[Opening DATA SUPPLIED section]
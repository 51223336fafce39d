//! Employee descriptor and registry index types.

use serde::{Deserialize, Serialize};

use crate::error::{CrewError, Result};
use crate::schema::skill::{FileType, SkillFile, SkillSummary};

/// A skill bundled inside an employee, with its files inlined.
#[derive(Debug, Clone, Serialize, Deserialize)]
pub struct SkillDef {
    pub name: String,
    pub files: Vec<SkillFile>,
}

#[derive(Debug, Clone, Serialize, Deserialize)]
pub struct CommandDef {
    pub name: String,
    pub files: Vec<SkillFile>,
}

#[derive(Debug, Clone, Serialize, Deserialize)]
pub struct DocDef {
    pub name: String,
    pub files: Vec<SkillFile>,
}

/// Full employee descriptor: a bundle of skills and commands plus
/// declared dependencies on shared skills (`_shared` namespace).
#[derive(Debug, Clone, Serialize, Deserialize)]
pub struct Employee {
    pub name: String,
    pub role: String,
    #[serde(default)]
    pub description: String,
    #[serde(default)]
    pub version: Option<String>,
    #[serde(default)]
    pub skills: Vec<SkillDef>,
    #[serde(default)]
    pub commands: Vec<CommandDef>,
    #[serde(default)]
    pub docs: Vec<DocDef>,
    #[serde(default)]
    pub dependencies: Vec<String>,
}

impl Employee {
    /// Command-typed files are reserved for command definitions.
    pub fn validate(&self) -> Result<()> {
        for skill in &self.skills {
            if skill.files.iter().any(|f| f.file_type == FileType::Command) {
                return Err(CrewError::Validation(format!(
                    "employee '{}' skill '{}' contains a command-typed file",
                    self.name, skill.name
                )));
            }
        }
        Ok(())
    }
}

#[derive(Debug, Clone, Serialize, Deserialize)]
pub struct EmployeeSummary {
    pub name: String,
    pub role: String,
    #[serde(default)]
    pub description: String,
    #[serde(default)]
    pub version: Option<String>,
    #[serde(rename = "skillCount", default)]
    pub skill_count: Option<usize>,
    #[serde(rename = "commandCount", default)]
    pub command_count: Option<usize>,
}

/// Registry discovery index.
#[derive(Debug, Clone, Default, Serialize, Deserialize)]
pub struct RegistryIndex {
    #[serde(default)]
    pub employees: Vec<EmployeeSummary>,
    #[serde(default)]
    pub skills: Vec<SkillSummary>,
}

#[cfg(test)]
mod tests {
    use super::*;

    #[test]
    fn employee_descriptor_roundtrip() {
        let json = r#"{
            "name": "backend",
            "role": "Backend Engineer",
            "skills": [
                {"name": "init", "files": [
                    {"path": "skills/init/SKILL.md", "type": "skill", "content": "---\nname: init\n---\n"}
                ]}
            ],
            "commands": [
                {"name": "plan", "files": [
                    {"path": "commands/plan.md", "type": "command", "content": "plan"}
                ]}
            ],
            "dependencies": ["@crew/_shared/code-review"]
        }"#;
        let emp: Employee = serde_json::from_str(json).unwrap();
        assert_eq!(emp.name, "backend");
        assert_eq!(emp.skills.len(), 1);
        assert_eq!(emp.dependencies, vec!["@crew/_shared/code-review"]);
        assert!(emp.validate().is_ok());
    }

    #[test]
    fn command_file_in_skill_is_rejected() {
        let json = r#"{
            "name": "backend",
            "role": "Backend Engineer",
            "skills": [
                {"name": "init", "files": [
                    {"path": "x.md", "type": "command", "content": "x"}
                ]}
            ]
        }"#;
        let emp: Employee = serde_json::from_str(json).unwrap();
        assert!(emp.validate().is_err());
    }
}
use std::fs;
use std::path::PathBuf;

use clap::Args;
use serde::Serialize;
use tracing::debug;

use crate::app::AppContext;
use crate::cli::output;
use crate::config::{resolve_platform_paths, EmployeeState, State};
use crate::error::CrewError;
use crate::installer::bundle_relative_path;
use crate::registry::RegistryClient;
use crate::schema::rewrite_frontmatter_name;
use crate::target::{parse_target, DEFAULT_REGISTRY};
use crate::Result;

#[derive(Args, Debug)]
pub struct DiffArgs {
    /// Employee to diff; omit to scan every installed employee
    pub employee: Option<String>,
}

#[derive(Debug, Default, Serialize)]
struct EmployeeDiff {
    employee: String,
    #[serde(skip_serializing_if = "Vec::is_empty")]
    skills_added: Vec<String>,
    #[serde(skip_serializing_if = "Vec::is_empty")]
    skills_removed: Vec<String>,
    #[serde(skip_serializing_if = "Vec::is_empty")]
    commands_added: Vec<String>,
    #[serde(skip_serializing_if = "Vec::is_empty")]
    commands_removed: Vec<String>,
    #[serde(skip_serializing_if = "Vec::is_empty")]
    files_modified: Vec<PathBuf>,
    #[serde(skip_serializing_if = "Vec::is_empty")]
    files_missing: Vec<PathBuf>,
}

impl EmployeeDiff {
    fn is_clean(&self) -> bool {
        self.skills_added.is_empty()
            && self.skills_removed.is_empty()
            && self.commands_added.is_empty()
            && self.commands_removed.is_empty()
            && self.files_modified.is_empty()
            && self.files_missing.is_empty()
    }
}

pub fn run(ctx: &AppContext, args: DiffArgs) -> Result<()> {
    let state = ctx.state_file.load()?;

    let names: Vec<String> = match &args.employee {
        Some(name) => {
            let target = parse_target(name, DEFAULT_REGISTRY);
            if !state.employees.contains_key(&target.name) {
                return Err(CrewError::EmployeeNotFound(target.full_name));
            }
            vec![target.name]
        }
        None => state.employees.keys().cloned().collect(),
    };

    if names.is_empty() {
        if ctx.format.is_json() {
            return output::emit_json(&Vec::<EmployeeDiff>::new());
        }
        output::info("No employees installed.");
        return Ok(());
    }

    let mut diffs = Vec::new();
    for name in &names {
        let entry = &state.employees[name];
        diffs.push(diff_employee(ctx, &state, name, entry)?);
    }

    if ctx.format.is_json() {
        return output::emit_json(&diffs);
    }

    for diff in &diffs {
        if diff.is_clean() {
            output::success(&format!("{}: in sync with registry", diff.employee));
            continue;
        }
        output::heading(&diff.employee);
        for name in &diff.skills_added {
            output::info(&format!("  + skill {name} (not installed)"));
        }
        for name in &diff.skills_removed {
            output::info(&format!("  - skill {name} (no longer in bundle)"));
        }
        for name in &diff.commands_added {
            output::info(&format!("  + command {name} (not installed)"));
        }
        for name in &diff.commands_removed {
            output::info(&format!("  - command {name} (no longer in bundle)"));
        }
        for path in &diff.files_modified {
            output::info(&format!("  ~ {}", path.display()));
        }
        for path in &diff.files_missing {
            output::info(&format!("  ! {} (missing)", path.display()));
        }
    }
    Ok(())
}

/// Compare the registry's current bundle against what is on disk.
///
/// Membership drift comes from comparing the descriptor with the
/// recorded skill/command lists; content drift from comparing each
/// expected file (frontmatter rewrite applied) byte-for-byte.
fn diff_employee(
    ctx: &AppContext,
    state: &State,
    name: &str,
    entry: &EmployeeState,
) -> Result<EmployeeDiff> {
    let target = parse_target(name, DEFAULT_REGISTRY);
    let client = RegistryClient::new(state, &ctx.cwd);
    let employee = client.fetch_employee(&target)?;

    let platform = entry
        .platforms
        .first()
        .copied()
        .unwrap_or(state.default_platform);
    let (skills_dir, commands_dir) = resolve_platform_paths(&ctx.cwd, state, platform)?;

    let mut diff = EmployeeDiff {
        employee: name.to_string(),
        ..EmployeeDiff::default()
    };

    for skill in &employee.skills {
        if !entry.skills.contains(&skill.name) {
            diff.skills_added.push(skill.name.clone());
            continue;
        }
        let dir_name = platform.skill_dir_name(name, &skill.name);
        let skill_dir = skills_dir.join(&dir_name);
        for file in &skill.files {
            let relative = bundle_relative_path(&file.path, &skill.name);
            let path = skill_dir.join(&relative);
            let expected = if relative == "SKILL.md" || relative.ends_with("/SKILL.md") {
                rewrite_frontmatter_name(&file.content, &dir_name)
            } else {
                file.content.clone()
            };
            match fs::read_to_string(&path) {
                Ok(actual) if actual == expected => {}
                Ok(_) => diff.files_modified.push(path),
                Err(_) => diff.files_missing.push(path),
            }
        }
    }
    for recorded in &entry.skills {
        if !employee.skills.iter().any(|s| &s.name == recorded) {
            diff.skills_removed.push(recorded.clone());
        }
    }

    for command in &employee.commands {
        if !entry.commands.contains(&command.name) {
            diff.commands_added.push(command.name.clone());
            continue;
        }
        let path = commands_dir.join(platform.command_file_name(name, &command.name));
        let expected = command.files.first().map(|f| f.content.as_str());
        match (fs::read_to_string(&path), expected) {
            (Ok(actual), Some(content)) if actual == content => {}
            (Ok(_), Some(_)) => diff.files_modified.push(path),
            (Err(_), _) => diff.files_missing.push(path),
            _ => {}
        }
    }
    for recorded in &entry.commands {
        if !employee.commands.iter().any(|c| &c.name == recorded) {
            diff.commands_removed.push(recorded.clone());
        }
    }

    debug!(target: "diff", employee = %name, clean = diff.is_clean(), "compared against registry");
    Ok(diff)
}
[Closing DATA SUPPLIED section]
Return exactly what appears above, from the first line of the entries to the line with "its files inlined.", inclusive.

_RESPONSE AREA:_
repository 51223336fafce39d
//! Employee descriptor and registry index types.

use serde::{Deserialize, Serialize};

use crate::error::{CrewError, Result};
use crate::schema::skill::{FileType, SkillFile, SkillSummary};

/// A skill bundled inside an employee, with its files inlined.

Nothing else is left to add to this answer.